Church At Church in the Fenway area, one door leads you to a bar with billiard tables, another to its upscale restaurant. The two aren't connected; you have to exit and enter each from the street. (Globe Staff / John Bohn)
Email|Print| Text size + By James Reed
Globe Staff / November 9, 2007

What a difference a door makes. At Church, a new restaurant and bar tucked into a quiet pocket in the Fenway area, it's a matter of, "What's behind door No. 1 and door No. 2?" Answers: a Hard Rock Cafe and a Pottery Barn, figuratively speaking.

If you walk into the first door, you'll be in the bar, where the click and clack of billiards competes with whatever rock soundtrack is being piped in at the moment (or possibly a DJ or live band). Walk down to the next door, and you're inside the upscale restaurant, where someone has decided to cue the elevator jazz, dim the lights, burn vanilla candles in the bathrooms, and adorn the walls with giant photos of creepy gargoyles. Oddly, the two aren't connected, and you have to exit and enter each from the street; the disconnect couldn't be more obvious.

Head to the restaurant first. That's what we did earlier this week, with just three other tables dining at 8:30 on a Monday. Perhaps it gets crowded on the weekends, but you'll notice this place has all the reverence and quietude you'd expect of a restaurant named Church. It's not quite a sanctuary (and our deadpan waiter was a breath of comic relief), but it's certainly not an overrun hot spot, which has its perks, of course.

Church tries hard and wants to do well, and we hope it does, too. But so far, it's a little timid and too laid back - you know, kind of like that bashful girl in high school who rarely talks, but when she does, you realize she's, like, totally into Tom Waits and saving Darfur and way cooler than you'll ever be.

That's Church. It's a bit reserved after opening a little more than a month ago, but once people catch on (particularly the Fenway crowd), it has every reason to flourish on this stretch mostly known for the nearby El Pelón Taqueria. The food alone deserves a fan base. Chef Andy Beer has devised a menu that's both casual and pleasing, a good mix of high-end fare and comfort food. He just needs to lay off the salt in a few dishes; you shouldn't feel dehydrated from an appetizer soup of lentils with smoked pork, after all.

Usually, though, he's right on the mark. A caramelized onion tart with Gruyere cheese had the gooey goodness a brisk evening calls for, with a smear of pureed fig as the perfect accompaniment. And the crispy spring rolls with sushi-grade tuna were a big hit with nearly the whole table and got an extra zing from the spicy peanut sauce on the side.

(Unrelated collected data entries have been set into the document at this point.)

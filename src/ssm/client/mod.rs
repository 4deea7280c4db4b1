//! SSM Parameter Store client

use anyhow::{Context, Result};
use aws_config::SdkConfig;
use aws_sdk_ssm::types::{Parameter, ParameterType};
use aws_sdk_ssm::Client;
use std::future::Future;

use super::types::{DeleteOutcome, ParameterPage, RawParameter};

#[cfg(test)]
pub mod mock;

/// Parameter Store API trait for testability
pub trait SsmApi: Send + Sync {
    /// Fetch one page of parameters under a path, decrypted
    fn get_parameters_by_path(
        &self,
        path: &str,
        recursive: bool,
        next_token: Option<String>,
    ) -> impl Future<Output = Result<ParameterPage>> + Send;

    /// Create or overwrite a parameter
    fn put_parameter(
        &self,
        name: &str,
        value: &str,
        secure: bool,
    ) -> impl Future<Output = Result<()>> + Send;

    /// Delete up to 10 parameters by full name
    fn delete_parameters(&self, names: &[String])
        -> impl Future<Output = Result<DeleteOutcome>> + Send;
}

/// Parameter Store client backed by the AWS SDK
pub struct SsmClient {
    client: Client,
}

impl SsmClient {
    pub fn new(config: &SdkConfig) -> Self {
        Self {
            client: Client::new(config),
        }
    }
}

impl SsmApi for SsmClient {
    async fn get_parameters_by_path(
        &self,
        path: &str,
        recursive: bool,
        next_token: Option<String>,
    ) -> Result<ParameterPage> {
        let resp = self
            .client
            .get_parameters_by_path()
            .path(path)
            .with_decryption(true)
            .recursive(recursive)
            .set_next_token(next_token)
            .send()
            .await
            .context("ssm: get parameters by path")?;

        Ok(ParameterPage {
            parameters: resp.parameters().iter().map(raw_parameter).collect(),
            next_token: resp.next_token().map(str::to_string),
        })
    }

    async fn put_parameter(&self, name: &str, value: &str, secure: bool) -> Result<()> {
        self.client
            .put_parameter()
            .name(name)
            .value(value)
            .r#type(parameter_type(secure))
            .overwrite(true)
            .send()
            .await
            .context("ssm: put parameter")?;
        Ok(())
    }

    async fn delete_parameters(&self, names: &[String]) -> Result<DeleteOutcome> {
        let resp = self
            .client
            .delete_parameters()
            .set_names(Some(names.to_vec()))
            .send()
            .await
            .context("ssm: delete parameters")?;

        Ok(DeleteOutcome {
            deleted: resp.deleted_parameters().to_vec(),
            invalid: resp.invalid_parameters().to_vec(),
        })
    }
}

/// Convert an SDK parameter into our representation
fn raw_parameter(param: &Parameter) -> RawParameter {
    RawParameter {
        name: param.name().unwrap_or_default().to_string(),
        value: param.value().unwrap_or_default().to_string(),
        secure: matches!(param.r#type(), Some(ParameterType::SecureString)),
    }
}

fn parameter_type(secure: bool) -> ParameterType {
    if secure {
        ParameterType::SecureString
    } else {
        ParameterType::String
    }
}
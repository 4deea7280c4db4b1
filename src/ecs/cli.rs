use clap::Subcommand;
use std::path::PathBuf;

use super::types::DEFAULT_IMAGE_PLACEHOLDER;

#[derive(Debug, Subcommand)]
pub enum EcsCommand {
    /// Generate a CodeDeploy AppSpec for a service
    Appspec {
        /// Cluster name
        #[arg(long, env = "CLUSTER_NAME")]
        cluster: String,

        /// Service name
        #[arg(long, env = "SERVICE_NAME")]
        service: String,

        /// Container receiving load balancer traffic
        #[arg(long, env = "CONTAINER_NAME")]
        container_name: String,

        /// Port of that container
        #[arg(long, env = "CONTAINER_PORT", default_value_t = 8080)]
        container_port: u32,

        /// Write to this file instead of stdout
        #[arg(short, long)]
        out: Option<PathBuf>,
    },

    /// Print the tagged template task definition of a family
    Template {
        /// Task definition family
        family: String,

        /// Tag marking the template, as Key=Value [default: from settings]
        #[arg(long)]
        tag: Option<String>,

        /// Placeholder replacing the first container's image
        #[arg(long, default_value = DEFAULT_IMAGE_PLACEHOLDER)]
        image: String,

        /// Write to this file instead of stdout
        #[arg(short, long)]
        out: Option<PathBuf>,
    },

    /// Deregister and delete revisions older than each service's template
    Prune {
        /// Cluster name
        #[arg(long, env = "CLUSTER_NAME")]
        cluster: String,

        /// Services (task definition families), comma-separated
        #[arg(long, env = "SERVICE_NAMES", value_delimiter = ',', required = true)]
        services: Vec<String>,

        /// Tag marking the template, as Key=Value [default: from settings]
        #[arg(long)]
        tag: Option<String>,

        /// Only list what would be pruned
        #[arg(long)]
        dry_run: bool,
    },
}

#[cfg(test)]
mod tests {
    use super::*;
    use clap::{CommandFactory, Parser};

    #[derive(Parser)]
    struct TestCli {
        #[command(subcommand)]
        cmd: EcsCommand,
    }

    fn parse(args: &[&str]) -> Result<EcsCommand, clap::Error> {
        TestCli::try_parse_from(std::iter::once("test").chain(args.iter().copied()))
            .map(|c| c.cmd)
    }

    #[test]
    fn command_definition_is_valid() {
        TestCli::command().debug_assert();
    }

    #[test]
    fn parses_appspec_flags() {
        let cmd = parse(&[
            "appspec",
            "--cluster",
            "main",
            "--service",
            "web",
            "--container-name",
            "app",
            "--container-port",
            "3000",
        ])
        .unwrap();

        match cmd {
            EcsCommand::Appspec {
                cluster,
                service,
                container_name,
                container_port,
                out,
            } => {
                assert_eq!(cluster, "main");
                assert_eq!(service, "web");
                assert_eq!(container_name, "app");
                assert_eq!(container_port, 3000);
                assert!(out.is_none());
            }
            _ => panic!("Expected Appspec command"),
        }
    }

    #[test]
    fn appspec_rejects_non_numeric_port() {
        let result = parse(&[
            "appspec",
            "--cluster",
            "main",
            "--service",
            "web",
            "--container-name",
            "app",
            "--container-port",
            "http",
        ]);
        assert!(result.is_err());
    }

    #[test]
    fn template_defaults() {
        match parse(&["template", "web"]).unwrap() {
            EcsCommand::Template {
                family,
                tag,
                image,
                out,
            } => {
                assert_eq!(family, "web");
                assert!(tag.is_none());
                assert_eq!(image, "<IMAGE1_NAME>");
                assert!(out.is_none());
            }
            _ => panic!("Expected Template command"),
        }
    }

    #[test]
    fn template_requires_family() {
        assert!(parse(&["template"]).is_err());
    }

    #[test]
    fn prune_splits_services() {
        match parse(&["prune", "--cluster", "main", "--services", "web,worker"]).unwrap() {
            EcsCommand::Prune {
                cluster,
                services,
                dry_run,
                ..
            } => {
                assert_eq!(cluster, "main");
                assert_eq!(services, vec!["web", "worker"]);
                assert!(!dry_run);
            }
            _ => panic!("Expected Prune command"),
        }
    }
}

The entrees drew envy - everyone coveted their neighbors' choices. Every entree except mine, that is. A salt shaker must have fallen onto my baked cod fillet (I kid, but that's an apt description), and I wished I had ordered the pan-seared halibut - a note-perfect flaky fish atop a creamy, fuchsia-colored ragout of beets and sunchoke.

Likewise, the eggplant rollatini made a believer out of a diehard eggplant hater, but then, with all those Italian cheeses, marinara sauce, and hunk of garlic bread, what's not to like? The grilled cheeseburger doesn't really belong on this menu, but it's a nice addition for less-adventurous diners.

On a visit the next night, we dropped by the bar, where the silence was nearly deafening. "Did we just interrupt a private party?" we asked the friendly bartender. "No, they're just giving swing lessons up front," she said, admitting that she, too, had been practicing her moves a little earlier in the night. The evening's DJ is about to spin a set called "Swingology" (since when are Dusty Springfield and Bill Withers considered swing music?), and he's giving quick lessons to the handful of patrons waiting for the music.

It's low-key to the point of loneliness in the bar, where you can order a few items from the restaurant's menu and some extra sandwiches. A glass of pumpkin ale goes down rather quickly, but then the music starts and people start spinning across the floor. Here's hoping they keep it up and bring their friends with them.

Church, 69 Kilmarnock St., 617-236-7600, churchofboston .com. Appetizers: $6-$13. Entrees: $15-$28. Wines by the glass: $6.50-$11.